Where a line of the entries holds the string "this", copy that line.
Material provided below:
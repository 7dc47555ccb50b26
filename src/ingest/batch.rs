use crate::constants::{BATCH_SIZE, DIAGNOSTIC_SAMPLE_LIMIT, MAX_HARD_FAILURES};

use super::ingest_model::{BatchOutcome, IngestionResult, NewStatementRecord, RowDiagnostic};

/// Accumulates resolved records and aggregates flush outcomes for one run.
///
/// Flushes are signalled by `push` returning a full buffer; the owner submits
/// it and feeds the outcome back through `record_outcome`. Hard failures past
/// the breaker threshold abort the run while everything already flushed stays
/// persisted.
pub struct BatchController {
    batch_size: usize,
    max_hard_failures: usize,
    buffer: Vec<NewStatementRecord>,
    result: IngestionResult,
}

impl Default for BatchController {
    fn default() -> Self {
        Self::new()
    }
}

impl BatchController {
    pub fn new() -> Self {
        Self::with_limits(BATCH_SIZE, MAX_HARD_FAILURES)
    }

    pub fn with_limits(batch_size: usize, max_hard_failures: usize) -> Self {
        Self {
            batch_size,
            max_hard_failures,
            buffer: Vec::with_capacity(batch_size),
            result: IngestionResult::default(),
        }
    }

    /// Buffers one record; returns the full buffer when the flush bound is
    /// reached.
    pub fn push(&mut self, record: NewStatementRecord) -> Option<Vec<NewStatementRecord>> {
        self.buffer.push(record);
        if self.buffer.len() >= self.batch_size {
            Some(std::mem::take(&mut self.buffer))
        } else {
            None
        }
    }

    /// Takes whatever is buffered at end of input.
    pub fn drain(&mut self) -> Vec<NewStatementRecord> {
        std::mem::take(&mut self.buffer)
    }

    pub fn record_outcome(&mut self, outcome: BatchOutcome) {
        self.result.created += outcome.created;
        self.result.updated += outcome.updated;
        self.result.failed += outcome.failed;
        for message in outcome.errors {
            self.push_diagnostic_failure(None, message);
        }
    }

    pub fn note_skip(&mut self, line_number: u64, message: String) {
        self.result.skipped += 1;
        if self.result.skipped_samples.len() < DIAGNOSTIC_SAMPLE_LIMIT {
            self.result.skipped_samples.push(RowDiagnostic {
                line_number: Some(line_number),
                message,
            });
        }
    }

    pub fn note_failure(&mut self, line_number: u64, message: String) {
        self.result.failed += 1;
        self.push_diagnostic_failure(Some(line_number), message);
    }

    fn push_diagnostic_failure(&mut self, line_number: Option<u64>, message: String) {
        if self.result.failed_samples.len() < DIAGNOSTIC_SAMPLE_LIMIT {
            self.result
                .failed_samples
                .push(RowDiagnostic { line_number, message });
        }
    }

    /// Whether sustained hard failures indicate a structural problem with the
    /// source file. Soft skips never contribute.
    pub fn tripped(&self) -> bool {
        self.result.failed > self.max_hard_failures
    }

    pub fn abort(&mut self) {
        self.result.aborted = true;
        self.buffer.clear();
    }

    pub fn finish(
        mut self,
        unresolved_accounts: Vec<String>,
        unresolved_assets: Vec<String>,
    ) -> IngestionResult {
        self.result.unresolved_accounts = unresolved_accounts;
        self.result.unresolved_assets = unresolved_assets;
        self.result
    }
}

#[cfg(test)]
mod tests {
    use super::*;
    use crate::ingest::ReportType;
    use chrono::NaiveDate;
    use rust_decimal_macros::dec;

    fn record(reference: &str) -> NewStatementRecord {
        NewStatementRecord {
            account_id: "acc-1".to_string(),
            asset_id: None,
            report_type: ReportType::CashJournal,
            category: "DEPOSIT".to_string(),
            record_date: NaiveDate::from_ymd_opt(2024, 3, 7).unwrap(),
            amount: dec!(100),
            quantity: None,
            unit_price: None,
            currency: "USD".to_string(),
            description: None,
            reference: reference.to_string(),
        }
    }

    #[test]
    fn buffer_flushes_at_the_batch_bound() {
        let mut controller = BatchController::with_limits(3, 50);
        assert!(controller.push(record("a")).is_none());
        assert!(controller.push(record("b")).is_none());

        let flushed = controller.push(record("c")).unwrap();
        assert_eq!(flushed.len(), 3);
        assert!(controller.drain().is_empty());
    }

    #[test]
    fn drain_returns_the_tail_batch() {
        let mut controller = BatchController::with_limits(3, 50);
        controller.push(record("a"));
        controller.push(record("b"));

        assert_eq!(controller.drain().len(), 2);
    }

    #[test]
    fn breaker_trips_past_the_failure_threshold_only() {
        let mut controller = BatchController::with_limits(500, 2);
        controller.note_failure(1, "bad".to_string());
        controller.note_failure(2, "bad".to_string());
        assert!(!controller.tripped());

        controller.note_failure(3, "bad".to_string());
        assert!(controller.tripped());
    }

    #[test]
    fn soft_skips_do_not_trip_the_breaker() {
        let mut controller = BatchController::with_limits(500, 2);
        for line in 0..100 {
            controller.note_skip(line, "ignorable".to_string());
        }
        assert!(!controller.tripped());
    }

    #[test]
    fn aborted_run_retains_results_gathered_so_far() {
        let mut controller = BatchController::with_limits(500, 1);
        controller.record_outcome(BatchOutcome {
            created: 10,
            updated: 2,
            failed: 0,
            errors: Vec::new(),
        });
        controller.note_failure(40, "bad".to_string());
        controller.note_failure(41, "bad".to_string());
        controller.push(record("pending"));
        controller.abort();

        let result = controller.finish(vec!["U999".to_string()], Vec::new());
        assert!(result.aborted);
        assert_eq!(result.created, 10);
        assert_eq!(result.updated, 2);
        assert_eq!(result.failed, 2);
        assert_eq!(result.unresolved_accounts, vec!["U999".to_string()]);
    }

    #[test]
    fn diagnostics_are_capped_while_counts_stay_exact() {
        let mut controller = BatchController::new();
        for line in 0..(DIAGNOSTIC_SAMPLE_LIMIT as u64 + 25) {
            controller.note_failure(line, "bad".to_string());
            controller.note_skip(line, "skip".to_string());
        }

        let result = controller.finish(Vec::new(), Vec::new());
        assert_eq!(result.failed, DIAGNOSTIC_SAMPLE_LIMIT + 25);
        assert_eq!(result.skipped, DIAGNOSTIC_SAMPLE_LIMIT + 25);
        assert_eq!(result.failed_samples.len(), DIAGNOSTIC_SAMPLE_LIMIT);
        assert_eq!(result.skipped_samples.len(), DIAGNOSTIC_SAMPLE_LIMIT);
    }
}
use chrono::{NaiveDate, NaiveDateTime};
use diesel::prelude::*;
use rust_decimal::Decimal;
use serde::{Deserialize, Serialize};
use std::str::FromStr;

use crate::constants::DECIMAL_PRECISION;

/// One valuation day for one account.
///
/// NAV arrives from the NAV feed, cash flow is re-summed from persisted
/// statement records, HP and TWR are derived and overwritten on every
/// recalculation. The derived fields are never authoritative on their own.
#[derive(Debug, Clone, PartialEq, Serialize, Deserialize)]
#[serde(rename_all = "camelCase")]
pub struct TwrDailyRow {
    pub id: String,
    pub account_id: String,
    pub row_date: NaiveDate,
    pub nav: Decimal,
    pub cash_flow: Decimal,
    pub hp_return: Option<Decimal>,
    pub twr: Option<Decimal>,
    /// Start of the cumulative window this row was last computed in.
    pub cutoff_date: Option<NaiveDate>,
    pub created_at: NaiveDateTime,
    pub updated_at: NaiveDateTime,
}

impl TwrDailyRow {
    pub fn new(account_id: &str, row_date: NaiveDate, nav: Decimal) -> Self {
        let now = chrono::Utc::now().naive_utc();
        Self {
            id: uuid::Uuid::new_v4().to_string(),
            account_id: account_id.to_string(),
            row_date,
            nav,
            cash_flow: Decimal::ZERO,
            hp_return: None,
            twr: None,
            cutoff_date: None,
            created_at: now,
            updated_at: now,
        }
    }
}

/// Database model for TWR daily rows
#[derive(
    Queryable, Identifiable, Insertable, AsChangeset, Selectable, PartialEq, Debug, Clone,
)]
#[diesel(table_name = crate::schema::twr_daily_rows)]
#[diesel(check_for_backend(diesel::sqlite::Sqlite))]
pub struct TwrDailyRowDB {
    pub id: String,
    pub account_id: String,
    pub row_date: NaiveDate,
    pub nav: String,
    pub cash_flow: String,
    pub hp_return: Option<String>,
    pub twr: Option<String>,
    pub cutoff_date: Option<NaiveDate>,
    pub created_at: NaiveDateTime,
    pub updated_at: NaiveDateTime,
}

impl From<TwrDailyRowDB> for TwrDailyRow {
    fn from(db: TwrDailyRowDB) -> Self {
        Self {
            id: db.id,
            account_id: db.account_id,
            row_date: db.row_date,
            nav: Decimal::from_str(&db.nav).unwrap_or_default(),
            cash_flow: Decimal::from_str(&db.cash_flow).unwrap_or_default(),
            hp_return: db
                .hp_return
                .as_deref()
                .and_then(|v| Decimal::from_str(v).ok()),
            twr: db.twr.as_deref().and_then(|v| Decimal::from_str(v).ok()),
            cutoff_date: db.cutoff_date,
            created_at: db.created_at,
            updated_at: db.updated_at,
        }
    }
}

impl From<TwrDailyRow> for TwrDailyRowDB {
    fn from(domain: TwrDailyRow) -> Self {
        Self {
            id: domain.id,
            account_id: domain.account_id,
            row_date: domain.row_date,
            nav: domain.nav.round_dp(DECIMAL_PRECISION).to_string(),
            cash_flow: domain.cash_flow.round_dp(DECIMAL_PRECISION).to_string(),
            hp_return: domain
                .hp_return
                .map(|v| v.round_dp(DECIMAL_PRECISION).to_string()),
            twr: domain.twr.map(|v| v.round_dp(DECIMAL_PRECISION).to_string()),
            cutoff_date: domain.cutoff_date,
            created_at: domain.created_at,
            updated_at: chrono::Utc::now().naive_utc(),
        }
    }
}

/// A resolved NAV observation ready for upsert.
#[derive(Debug, Clone)]
pub struct NavRow {
    pub account_id: String,
    pub row_date: NaiveDate,
    pub nav: Decimal,
}

/// An unresolved NAV observation as delivered by the NAV feed.
#[derive(Debug, Clone, Serialize, Deserialize)]
#[serde(rename_all = "camelCase")]
pub struct NavUpdate {
    pub account_code: String,
    pub currency: String,
    pub row_date: NaiveDate,
    pub nav: Decimal,
}

/// Outcome of one NAV upsert pass.
#[derive(Debug, Default, Clone, Serialize, Deserialize)]
#[serde(rename_all = "camelCase")]
pub struct NavUpsertResult {
    pub created: usize,
    pub updated: usize,
    pub failed: usize,
    pub missing_accounts: Vec<String>,
}

/// Outcome of one fill-and-calculate pass.
#[derive(Debug, Default, Clone, Serialize, Deserialize)]
#[serde(rename_all = "camelCase")]
pub struct FillCalculateResult {
    /// Rows whose cash-flow sum changed during the refill.
    pub cash_journal_filled: usize,
    /// Rows whose HP/TWR were recomputed.
    pub twr_calculated: usize,
}

/// One point of the downstream return series.
#[derive(Debug, Clone, PartialEq, Serialize, Deserialize)]
#[serde(rename_all = "camelCase")]
pub struct ReturnPoint {
    pub date: NaiveDate,
    pub twr: Option<Decimal>,
    pub nav: Decimal,
}

/// One descending-date page of daily rows for manual inspection.
#[derive(Debug, Clone, Serialize, Deserialize)]
#[serde(rename_all = "camelCase")]
pub struct TwrRowsPage {
    pub rows: Vec<TwrDailyRow>,
    pub page: i64,
    pub page_size: i64,
    pub total_row_count: i64,
}
impl Document {
    /// Parses `text` and builds a fresh index for it.
    pub fn new(uri: Url, text: String) -> Self {
        let parsed = zest_syntax::parse(&text);
        let diagnostics = parsed.errors.clone();
        let green = parsed.syntax().green().into_owned();
        let root = Root::cast(zest_syntax::SyntaxNode::new_root(green.clone()))
            .expect("parser always produces a Root node");
        let namespace = fqn::namespace_of(&root);
        let uses = UseMap::build(&root);
        let mut document = Self {
            uri,
            text,
            green,
            namespace,
            uses,
            definitions: IndexMap::new(),
            references: IndexSet::new(),
            diagnostics,
        };
        document.reindex();
        document
    }

    /// The document's URI.
    pub fn uri(&self) -> &Url {
        &self.uri
    }

    /// The document's current text.
    pub fn text(&self) -> &str {
        &self.text
    }

    /// The document's parsed syntax tree, freshly rebuilt from the
    /// stored green tree.
    pub fn root(&self) -> Root {
        Root::cast(zest_syntax::SyntaxNode::new_root(self.green.clone()))
            .expect("parser always produces a Root node")
    }

    /// The namespace declared at the top of the file (empty for the
    /// global namespace).
    pub fn namespace(&self) -> &str {
        &self.namespace
    }

    /// The file's `use`-import table.
    pub fn uses(&self) -> &UseMap {
        &self.uses
    }

    /// The definitions this document contributes, keyed by FQN.
    pub fn definitions(&self) -> &IndexMap<Fqn, Definition> {
        &self.definitions
    }

    /// The FQNs this document statically references (call sites, static
    /// fetches, `new`, `use` imports — anything resolvable without type
    /// inference).
    pub fn references(&self) -> &IndexSet<Fqn> {
        &self.references
    }

    /// Replaces the document's content, re-parsing and re-indexing it,
    /// and returns what changed so the symbol graph can be updated
    /// incrementally instead of rebuilt from scratch.
    pub fn update_content(&mut self, text: String) -> DocumentDelta {
        let previous_definitions = std::mem::take(&mut self.definitions);
        let previous_references = std::mem::take(&mut self.references);

        let parsed = zest_syntax::parse(&text);
        self.diagnostics = parsed.errors.clone();
        self.green = parsed.syntax().green().into_owned();
        self.text = text;
        let root = self.root();
        self.namespace = fqn::namespace_of(&root);
        self.uses = UseMap::build(&root);
        self.reindex();

        let mut delta = DocumentDelta::default();
        for (fqn, def) in &self.definitions {
            if previous_definitions.get(fqn) != Some(def) {
                delta.added.push(def.clone());
            }
        }
        for fqn in previous_definitions.keys() {
            if !self.definitions.contains_key(fqn) {
                delta.removed.push(fqn.clone());
            }
        }
        for fqn in &self.references {
            if !previous_references.contains(fqn) {
                delta.references_added.push(fqn.clone());
            }
        }
        for fqn in &previous_references {
            if !self.references.contains(fqn) {
                delta.references_removed.push(fqn.clone());
            }
        }
        delta
    }

    /// The definitions and references of the initial parse, expressed as
    /// a `DocumentDelta` where everything is "added" — used to seed the
    /// symbol graph when a document is first opened.
    pub fn initial_delta(&self) -> DocumentDelta {
        DocumentDelta {
            added: self.definitions.values().cloned().collect(),
            removed: Vec::new(),
            references_added: self.references.iter().cloned().collect(),
            references_removed: Vec::new(),
        }
    }

    fn reindex(&mut self) {
        self.definitions.clear();
        self.references.clear();
        let root = self.root();

        for class in root.classes().collect::<Vec<_>>() {
            self.index_class_like(
                class.name(),
                SymbolKind::Class,
                class.methods(),
                class.properties(),
                class.consts(),
            );
            for extends in class.extends() {
                self.reference_name(&extends);
            }
        }
        for iface in root.interfaces().collect::<Vec<_>>() {
            self.index_class_like(
                iface.name(),
                SymbolKind::Interface,
                iface.methods(),
                iface.properties(),
                iface.consts(),
            );
            for extends in iface.extends() {
                self.reference_name(&extends);
            }
        }
        for function in root.functions() {
            let Some(name) = function.name() else {
                continue;
            };
            let fqn = fqn::qualify(&self.namespace, name.text());
            let declared_type = function
                .return_type()
                .and_then(|ty| self.type_from_hint(&ty))
                .or_else(|| self.docblock_return_type(function.syntax()));
            self.definitions.insert(
                fqn.clone(),
                Definition {
                    fqn,
                    kind: SymbolKind::Function,
                    uri: self.uri.clone(),
                    span: function.span(),
                    declared_type,
                },
            );
        }

        for const_decl in root.consts() {
            let Some(name) = const_decl.name() else {
                continue;
            };
            let fqn = fqn::qualify(&self.namespace, name.text());
            self.definitions.insert(
                fqn.clone(),
                Definition {
                    fqn,
                    kind: SymbolKind::Constant,
                    uri: self.uri.clone(),
                    span: const_decl.span(),
                    declared_type: None,
                },
            );
        }

        let references: Vec<Expr> = root.syntax().descendants().filter_map(Expr::cast).collect();
        for expr in &references {
            self.collect_static_references(expr);
        }
        let use_names: Vec<zest_ast::QualifiedName> =
            root.uses().filter_map(|u| u.name()).collect();
        for name in &use_names {
            self.reference_name(name);
        }
    }

    fn index_class_like(
        &mut self,
        name: Option<zest_syntax::SyntaxToken>,
        kind: SymbolKind,
        methods: impl Iterator<Item = zest_ast::MethodDecl>,
        properties: impl Iterator<Item = zest_ast::PropertyDecl>,
        consts: impl Iterator<Item = zest_ast::ConstDecl>,
    ) {
        let Some(name) = name else { return };
        let owner = fqn::qualify(&self.namespace, name.text());
        self.definitions.insert(
            owner.clone(),
            Definition {
                fqn: owner.clone(),
                kind,
                uri: self.uri.clone(),
                span: name.text_range(),
                declared_type: None,
            },
        );
        for method in methods {
            let Some(method_name) = method.name() else {
                continue;
            };
            let fqn = Fqn::method(&owner, method_name.text());
            let declared_type = method
                .return_type()
                .and_then(|ty| self.type_from_hint(&ty))
                .or_else(|| self.docblock_return_type(method.syntax()));
            self.definitions.insert(
                fqn.clone(),
                Definition {
                    fqn,
                    kind: SymbolKind::Method,
                    uri: self.uri.clone(),
                    span: method.span(),
                    declared_type,
                },
            );
        }
        for property in properties {
            let Some(prop_name) = property.name() else {
                continue;
            };
            let fqn = Fqn::member(&owner, &prop_name.text()[1..]);
            let declared_type = self.docblock_var_type(property.syntax());
            self.definitions.insert(
                fqn.clone(),
                Definition {
                    fqn,
                    kind: SymbolKind::Property,
                    uri: self.uri.clone(),
                    span: property.span(),
                    declared_type,
                },
            );
        }
        for constant in consts {
            let Some(const_name) = constant.name() else {
                continue;
            };
            let fqn = Fqn::member(&owner, const_name.text());
            self.definitions.insert(
                fqn.clone(),
                Definition {
                    fqn,
                    kind: SymbolKind::Constant,
                    uri: self.uri.clone(),
                    span: constant.span(),
                    declared_type: None,
                },
            );
        }
    }

    fn type_from_hint(&self, name: &zest_ast::QualifiedName) -> Option<Type> {
        let text = name.text();
        let bare = text.trim_start_matches('\\');
        Some(match bare {
            "int" | "integer" => Type::Integer,
            "float" | "double" => Type::Float,
            "string" => Type::String,
            "bool" | "boolean" => Type::Boolean,
            "array" => Type::array(Type::Mixed, Type::Mixed),
            "void" => Type::Void,
            "callable" => Type::Callable,
            _ => Type::Object(Some(fqn::resolve_name(&self.namespace, &self.uses, name))),
        })
    }

    /// Falls back to a declaration's preceding `@return` docblock tag
    /// when the grammar has no explicit return-type hint.
    fn docblock_return_type(&self, node: &zest_ast::SyntaxNode) -> Option<Type> {
        let comment = zest_ast::preceding_doc_comment(node)?;
        let type_name = Docblock::parse(&comment).return_type?;
        Some(docblock::resolve_tag_type(&self.namespace, &self.uses, &type_name))
    }

    /// Falls back to a declaration's preceding `@var` docblock tag when
    /// the grammar has no explicit type hint (properties have none).
    fn docblock_var_type(&self, node: &zest_ast::SyntaxNode) -> Option<Type> {
        let comment = zest_ast::preceding_doc_comment(node)?;
        let type_name = Docblock::parse(&comment).var_type?;
        Some(docblock::resolve_tag_type(&self.namespace, &self.uses, &type_name))
    }

    fn reference_name(&mut self, name: &zest_ast::QualifiedName) {
        self.references
            .insert(fqn::resolve_name(&self.namespace, &self.uses, name));
    }

    /// Records the FQNs reachable from `expr` without needing type
    /// inference: call callees, statically named classes, static
    /// fetches, and class-constant fetches. Dynamic-receiver member
    /// access is resolved lazily by the query facade instead.
    fn collect_static_references(&mut self, expr: &Expr) {
        match expr {
            Expr::Call(call) => {
                if let Some(name) = call.callee() {
                    self.reference_name(&name);
                }
            }
            Expr::New(new_expr) => {
                if let Some(class) = new_expr.class() {
                    self.reference_name(&class);
                }
            }
            Expr::StaticCall(call) => {
                if let Some(class) = call.class() {
                    self.reference_name(&class);
                }
            }
            Expr::StaticPropertyFetch(fetch) => {
                if let Some(class) = fetch.class() {
                    self.reference_name(&class);
                }
            }
            Expr::ClassConstFetch(fetch) => {
                if let Some(class) = fetch.class() {
                    self.reference_name(&class);
                }
            }
            Expr::Instanceof(inst) => {
                if let Some(class) = inst.class() {
                    self.reference_name(&class);
                }
            }
            _ => {}
        }
    }
}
End of Material provided.
## Reply to the task
    /// Start of the cumulative window this row was last computed in.
    /// The definitions this document contributes, keyed by FQN.
    /// The FQNs this document statically references (call sites, static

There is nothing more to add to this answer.